Most developers are familiar with an Object-Relational Mapping system (Hibernate, NHibernate etc). (Object persisted to a table). This usual approach is that a Domain object is persisted (from a class or class heirarchy structure) to a database table. Event Sourcing instead stores the "event" that creates or modifies the Domain Object, and not the Object itself. A rebuild or some other query is a replay of the Events stream that was persisted.

I explain all that to say that an Event Sourced (CQRS) system can be designed without "tradtional primary keys".

Each event has a key, and the objects created can have keys, but what is common is to use UUIDs across all domain objects.

My Design Goal

I wanted some traditional primary keys; and I wanted the UUID. In short, the system should be simple to use; being both client friendly and a memorable primary key for use.

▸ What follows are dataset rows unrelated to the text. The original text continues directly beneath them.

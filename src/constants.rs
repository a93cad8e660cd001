//! Shared field-name vocabulary for legacy and normalized configurations
//!
//! Both formats are manipulated as `serde_json` trees, so every key the
//! engine reads or writes is named here exactly once. Downstream consumers
//! (prompt builders, evaluators, the UI) match on these exact strings.

// ========== JSON Schema keywords ==========

pub const SCHEMA_KEY: &str = "$schema";
pub const ID_KEY: &str = "$id";
pub const REF_KEY: &str = "$ref";
pub const DEFS_KEY: &str = "$defs";
pub const TYPE_KEY: &str = "type";
pub const PROPERTIES_KEY: &str = "properties";
pub const ITEMS_KEY: &str = "items";
pub const REQUIRED_KEY: &str = "required";
pub const DESCRIPTION_KEY: &str = "description";
pub const EXAMPLES_KEY: &str = "examples";

/// Draft targeted by every schema document this engine emits.
pub const SCHEMA_DRAFT: &str = "https://json-schema.org/draft/2020-12/schema";

/// Local pointer prefix used by `$ref` values into the definitions table.
pub const DEFS_POINTER_PREFIX: &str = "#/$defs/";

pub const TYPE_STRING: &str = "string";
pub const TYPE_OBJECT: &str = "object";
pub const TYPE_ARRAY: &str = "array";

// ========== Legacy configuration keys ==========

pub const NAME_KEY: &str = "name";
pub const CLASSES_KEY: &str = "classes";
pub const ATTRIBUTES_KEY: &str = "attributes";
pub const ATTRIBUTE_TYPE_KEY: &str = "attributeType";
pub const GROUP_ATTRIBUTES_KEY: &str = "groupAttributes";
pub const LIST_ITEM_TEMPLATE_KEY: &str = "listItemTemplate";
pub const ITEM_DESCRIPTION_KEY: &str = "itemDescription";
pub const ITEM_ATTRIBUTES_KEY: &str = "itemAttributes";
pub const EVALUATION_METHOD_KEY: &str = "evaluation_method";
pub const CONFIDENCE_THRESHOLD_KEY: &str = "confidence_threshold";
pub const PROMPT_OVERRIDE_KEY: &str = "prompt_override";

/// `attributeType` tags. Anything else is treated as `simple`.
pub const KIND_SIMPLE: &str = "simple";
pub const KIND_GROUP: &str = "group";
pub const KIND_LIST: &str = "list";

// Legacy few-shot example keys
pub const CLASS_PROMPT_KEY: &str = "classPrompt";
pub const ATTRIBUTES_PROMPT_KEY: &str = "attributesPrompt";
pub const IMAGE_PATH_KEY: &str = "imagePath";

// ========== Docket extension fields ==========

/// Marks a class as a top-level document type. Boolean `true` on
/// intermediate classes, the class name on emitted schema documents.
pub const X_DOCUMENT_TYPE: &str = "x-docket-document-type";
pub const X_EVALUATION_METHOD: &str = "x-docket-evaluation-method";
pub const X_CONFIDENCE_THRESHOLD: &str = "x-docket-confidence-threshold";
pub const X_PROMPT_OVERRIDE: &str = "x-docket-prompt-override";
/// Legacy name of a single-item list attribute, kept on its `items` schema.
pub const X_ORIGINAL_NAME: &str = "x-docket-original-name";
pub const X_LIST_ITEM_DESCRIPTION: &str = "x-docket-list-item-description";
pub const X_CLASS_PROMPT: &str = "x-docket-class-prompt";
pub const X_ATTRIBUTES_PROMPT: &str = "x-docket-attributes-prompt";
pub const X_IMAGE_PATH: &str = "x-docket-image-path";

// ========== Validation limits ==========

/// Accepted values for the legacy `evaluation_method` field.
pub const VALID_EVALUATION_METHODS: [&str; 4] = ["EXACT", "NUMERIC_EXACT", "FUZZY", "SEMANTIC"];

/// Maximum length of a `prompt_override`, in characters.
pub const MAX_PROMPT_OVERRIDE_LEN: usize = 10_000;

/// Internal bookkeeping keys stripped from property schemas during assembly.
pub const SANITIZED_KEYS: [&str; 2] = ["id", "name"];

When you have a UUID as the primary key and it is used in API's and get's passed around the office as "Look up client 3422" you need this API to be simple.

An example: /person/fbe645f0-3031-41e3-aa6e-0800200c9a66 is just not a nice URI

However,

/person/2078

or

/person/5f9

They are simple.

What I have embarked on is to segment my UUID (my primary keys) so that I utilise the entire UUID space - a part for randomness, a part for the Group (or table ID if you like) and a part for the object; in this example case, the person.

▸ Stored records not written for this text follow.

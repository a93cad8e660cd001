//! Schema Migration CLI
//!
//! Converts legacy document-class configurations to JSON Schema format,
//! detects which format a document is in, and reports on migration results.

use std::path::{Path, PathBuf};

use clap::{Parser, Subcommand};
use serde_json::Value;
use tracing_subscriber::EnvFilter;

use docket_schemas::config::{InputFormat, OutputFormat};
use docket_schemas::constants::CLASSES_KEY;
use docket_schemas::{
    is_legacy_format, is_schema_format, migrate_config_document, MigrateConfig,
};

#[derive(Parser)]
#[command(name = "schema-migrate")]
#[command(about = "Migrate legacy document-class configurations to JSON Schema")]
struct Cli {
    /// Path to a config file (docket.toml)
    #[arg(short, long, global = true)]
    config: Option<String>,

    #[command(subcommand)]
    command: Commands,
}

#[derive(Subcommand)]
enum Commands {
    /// Migrate a configuration document if it is in legacy format
    Convert {
        /// Input configuration document (JSON or YAML)
        #[arg(short, long)]
        input: PathBuf,
        /// Output file (stdout when omitted)
        #[arg(short, long)]
        output: Option<PathBuf>,
        /// Output rendering: pretty or compact (defaults to the configured format)
        #[arg(long)]
        format: Option<String>,
    },

    /// Print whether a document is in legacy or schema format
    Detect {
        /// Input configuration document (JSON or YAML)
        #[arg(short, long)]
        input: PathBuf,
    },

    /// Generate a migration report
    Report {
        /// Input configuration document (JSON or YAML)
        #[arg(short, long)]
        input: PathBuf,
        /// Output file (JSON)
        #[arg(short, long)]
        output: Option<PathBuf>,
    },
}

fn main() {
    tracing_subscriber::fmt()
        .with_env_filter(EnvFilter::from_default_env())
        .init();

    let cli = Cli::parse();

    if let Err(e) = run(cli) {
        eprintln!("Error: {}", e);
        std::process::exit(1);
    }
}

fn run(cli: Cli) -> anyhow::Result<()> {
    let config = MigrateConfig::load_from(cli.config.as_deref())?;

    match cli.command {
        Commands::Convert {
            input,
            output,
            format,
        } => {
            let document = load_document(&input, config.input.format)?;
            let migrated = migrate_config_document(&document)?;

            let format = resolve_format(format.as_deref(), config.output.format)?;
            let rendered = render(&migrated, format)?;

            if let Some(path) = output {
                std::fs::write(&path, &rendered)?;
                if migrated == document {
                    println!("✅ Already in schema format, written unchanged to {:?}", path);
                } else {
                    println!("✅ Migrated configuration written to {:?}", path);
                }
            } else {
                println!("{}", rendered);
            }
            Ok(())
        }

        Commands::Detect { input } => {
            let document = load_document(&input, config.input.format)?;

            if is_legacy_format(&document) {
                println!("legacy");
            } else if is_schema_format(&document) {
                println!("schema");
            } else {
                println!("unknown");
            }
            Ok(())
        }

        Commands::Report { input, output } => {
            let document = load_document(&input, config.input.format)?;

            let source_format = if is_legacy_format(&document) {
                "legacy"
            } else if is_schema_format(&document) {
                "schema"
            } else {
                "unknown"
            };
            let migrated = migrate_config_document(&document)?;

            let mut report = serde_json::json!({
                "generated_at": chrono::Utc::now().to_rfc3339(),
                "source_format": source_format,
                "migrated": migrated != document,
                "document_types": [],
                "schemas": {}
            });

            for schema in schema_documents(&migrated) {
                let id = schema
                    .get("$id")
                    .and_then(Value::as_str)
                    .unwrap_or_default();
                report["document_types"]
                    .as_array_mut()
                    .expect("document_types is an array")
                    .push(Value::from(id));
                report["schemas"][id] = serde_json::json!({
                    "properties": object_len(schema.get("properties")),
                    "defs": object_len(schema.get("$defs")),
                    "examples": schema
                        .get("examples")
                        .and_then(Value::as_array)
                        .map(|examples| examples.len())
                        .unwrap_or(0),
                });
            }

            let report_json = serde_json::to_string_pretty(&report)?;

            if let Some(path) = output {
                std::fs::write(&path, &report_json)?;
                println!("✅ Report written to {:?}", path);
            } else {
                println!("{}", report_json);
            }
            Ok(())
        }
    }
}

/// Reads and parses one configuration document. Auto format tries JSON
/// first and falls back to YAML, the order stored documents historically
/// came in.
fn load_document(path: &Path, format: InputFormat) -> anyhow::Result<Value> {
    let content = std::fs::read_to_string(path)
        .map_err(|e| anyhow::anyhow!("Failed to read {}: {}", path.display(), e))?;

    match format {
        InputFormat::Json => serde_json::from_str(&content)
            .map_err(|e| anyhow::anyhow!("Failed to parse JSON in {}: {}", path.display(), e)),
        InputFormat::Yaml => serde_yaml::from_str(&content)
            .map_err(|e| anyhow::anyhow!("Failed to parse YAML in {}: {}", path.display(), e)),
        InputFormat::Auto => serde_json::from_str(&content).or_else(|_| {
            serde_yaml::from_str(&content).map_err(|_| {
                anyhow::anyhow!("{} is neither valid JSON nor valid YAML", path.display())
            })
        }),
    }
}

/// Resolves the requested output rendering against the configured default.
fn resolve_format(
    requested: Option<&str>,
    configured: OutputFormat,
) -> anyhow::Result<OutputFormat> {
    match requested {
        None => Ok(configured),
        Some("pretty") => Ok(OutputFormat::Pretty),
        Some("compact") => Ok(OutputFormat::Compact),
        Some(other) => Err(anyhow::anyhow!(
            "Unknown output format '{}': expected pretty or compact",
            other
        )),
    }
}

fn render(value: &Value, format: OutputFormat) -> anyhow::Result<String> {
    let rendered = match format {
        OutputFormat::Pretty => serde_json::to_string_pretty(value)?,
        OutputFormat::Compact => serde_json::to_string(value)?,
    };
    Ok(rendered)
}

/// The schema documents inside a migrated payload: a bare array, the
/// `classes` section of a wrapped configuration, or the value itself.
fn schema_documents(document: &Value) -> Vec<&Value> {
    match document {
        Value::Array(items) => items.iter().collect(),
        Value::Object(obj) => match obj.get(CLASSES_KEY).and_then(Value::as_array) {
            Some(classes) => classes.iter().collect(),
            None => vec![document],
        },
        _ => Vec::new(),
    }
}

/// Entry count of an optional JSON object, zero when absent or not a map.
fn object_len(value: Option<&Value>) -> usize {
    value
        .and_then(Value::as_object)
        .map(|entries| entries.len())
        .unwrap_or(0)
}

#[cfg(test)]
mod tests {
    use super::*;
    use clap::CommandFactory;

    #[test]
    fn test_cli_arguments_are_well_formed() {
        Cli::command().debug_assert();
    }

    #[test]
    fn test_convert_takes_named_input_and_format() {
        let cli = Cli::try_parse_from([
            "schema-migrate",
            "convert",
            "--input",
            "classes.json",
            "--format",
            "compact",
        ])
        .unwrap();

        match cli.command {
            Commands::Convert { input, format, .. } => {
                assert_eq!(input, PathBuf::from("classes.json"));
                assert_eq!(format.as_deref(), Some("compact"));
            }
            _ => panic!("Expected the convert subcommand"),
        }
    }

    #[test]
    fn test_config_flag_is_accepted_after_the_subcommand() {
        let cli = Cli::try_parse_from([
            "schema-migrate",
            "detect",
            "--input",
            "classes.yaml",
            "--config",
            "docket.toml",
        ])
        .unwrap();

        assert_eq!(cli.config.as_deref(), Some("docket.toml"));
    }

    #[test]
    fn test_format_resolution_rejects_unknown_values() {
        assert_eq!(
            resolve_format(None, OutputFormat::Compact).unwrap(),
            OutputFormat::Compact
        );
        assert_eq!(
            resolve_format(Some("pretty"), OutputFormat::Compact).unwrap(),
            OutputFormat::Pretty
        );
        assert_eq!(
            resolve_format(Some("compact"), OutputFormat::Pretty).unwrap(),
            OutputFormat::Compact
        );
        assert!(resolve_format(Some("yaml"), OutputFormat::Pretty).is_err());
    }
}
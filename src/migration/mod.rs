//! Legacy-to-schema migration pipeline
//!
//! The stages, in call order:
//!
//! 1. [`crate::detect`] decides whether a payload needs migrating at all.
//! 2. [`crate::legacy`] lifts raw classes into the typed legacy model.
//! 3. [`attribute`] converts each attribute into a schema property, with
//!    extension-field validation in [`extensions`].
//! 4. [`fewshot`] carries example records across, mining prompt text for
//!    structured values.
//! 5. [`assemble`] resolves cross-class references ([`refs`]) and emits one
//!    finished schema document per document type.
//!
//! The pipeline is pure: no I/O, no caches, nothing retained between calls.
//! Repeated application is a no-op because already-normalized data passes
//! through [`migrate_if_legacy`] untouched.

pub mod assemble;
pub mod attribute;
pub mod extensions;
pub mod fewshot;
pub mod refs;

pub use assemble::{assemble_schemas, sanitize_property_schema};
pub use attribute::migrate_attribute;
pub use extensions::{apply_overrides, apply_scoring_overrides};
pub use fewshot::migrate_examples;
pub use refs::find_referenced_classes;

use serde_json::{Map, Value};
use tracing::debug;

use crate::constants::{
    ATTRIBUTES_KEY, CLASSES_KEY, DESCRIPTION_KEY, EXAMPLES_KEY, NAME_KEY, PROPERTIES_KEY,
    REQUIRED_KEY, TYPE_KEY, TYPE_OBJECT, X_DOCUMENT_TYPE,
};
use crate::detect::is_legacy_format;
use crate::error::Result;
use crate::legacy::LegacyClass;

/// Migrates legacy classes into finished schema documents.
///
/// Every legacy class becomes a document type in the normalized form. The
/// result is always an array of documents, even for a single class.
pub fn migrate_legacy_to_schema(legacy_classes: &[Value]) -> Result<Vec<Value>> {
    let mut intermediate = Vec::with_capacity(legacy_classes.len());

    for raw_class in legacy_classes {
        let LegacyClass {
            name,
            description,
            attributes,
            examples,
        } = LegacyClass::from_value(raw_class);

        let mut properties = Map::new();
        for attr in &attributes {
            // duplicate names collapse to the last definition
            properties.insert(attr.key().to_owned(), migrate_attribute(attr)?);
        }

        let mut attribute_schema = Map::new();
        attribute_schema.insert(TYPE_KEY.to_owned(), Value::from(TYPE_OBJECT));
        attribute_schema.insert(PROPERTIES_KEY.to_owned(), Value::Object(properties));
        attribute_schema.insert(REQUIRED_KEY.to_owned(), Value::Array(Vec::new()));

        let mut migrated = Map::new();
        migrated.insert(NAME_KEY.to_owned(), Value::from(name));
        migrated.insert(DESCRIPTION_KEY.to_owned(), Value::from(description));
        migrated.insert(X_DOCUMENT_TYPE.to_owned(), Value::Bool(true));
        migrated.insert(ATTRIBUTES_KEY.to_owned(), Value::Object(attribute_schema));

        let migrated_examples = migrate_examples(&examples);
        if !migrated_examples.is_empty() {
            migrated.insert(EXAMPLES_KEY.to_owned(), Value::Array(migrated_examples));
        }

        intermediate.push(Value::Object(migrated));
    }

    Ok(assemble_schemas(intermediate))
}

/// Migrates `data` when it is legacy, returns it unchanged otherwise.
///
/// A single legacy class object is treated as a one-element class list, so
/// the migrated result is still an array of schema documents.
pub fn migrate_if_legacy(data: &Value) -> Result<Value> {
    if !is_legacy_format(data) {
        return Ok(data.clone());
    }

    let documents = match data {
        Value::Array(classes) => migrate_legacy_to_schema(classes)?,
        single => migrate_legacy_to_schema(std::slice::from_ref(single))?,
    };
    Ok(Value::Array(documents))
}

/// Applies migrate-if-legacy to a stored configuration document.
///
/// Configuration documents usually wrap their class list under a `classes`
/// key; only that section is rewritten and every other key is preserved.
/// Documents without the wrapper take the whole-value path.
pub fn migrate_config_document(document: &Value) -> Result<Value> {
    match document.as_object() {
        Some(obj) if obj.contains_key(CLASSES_KEY) => {
            let mut updated = obj.clone();
            if let Some(classes) = obj.get(CLASSES_KEY) {
                if is_legacy_format(classes) {
                    debug!("migrating legacy classes section to schema format");
                    updated.insert(CLASSES_KEY.to_owned(), migrate_if_legacy(classes)?);
                }
            }
            Ok(Value::Object(updated))
        }
        _ => migrate_if_legacy(document),
    }
}

/// A marker value counts as set when it is `true`, a non-zero number, or a
/// non-empty string, array, or object.
pub(crate) fn is_truthy(value: Option<&Value>) -> bool {
    match value {
        None | Some(Value::Null) => false,
        Some(Value::Bool(flag)) => *flag,
        Some(Value::Number(number)) => number.as_f64().map(|n| n != 0.0).unwrap_or(true),
        Some(Value::String(text)) => !text.is_empty(),
        Some(Value::Array(items)) => !items.is_empty(),
        Some(Value::Object(entries)) => !entries.is_empty(),
    }
}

The make up of my Custom UUID

The UUID is a 128 bit number, represented as 32 hex characters (with some dashes for legibility)

The UUID specification reserves some bits for version and variant.

With much (actually 30 minutes) thought, I have decided to use Version 6. (it doesn't exist in the IETF RFC 4122, they just went 1, 2, 3, 4 and 5)

and just make the Variant 'a'.

but ignoring all that, what is special about my UUID is that I embed a primary key and a "group" ID into the UUID.

So, my UUID's look like

pppppppp-pppp-6ggg-arrr-rrrrrrrrrrrr

where p is the Primary key (sequential incremementing)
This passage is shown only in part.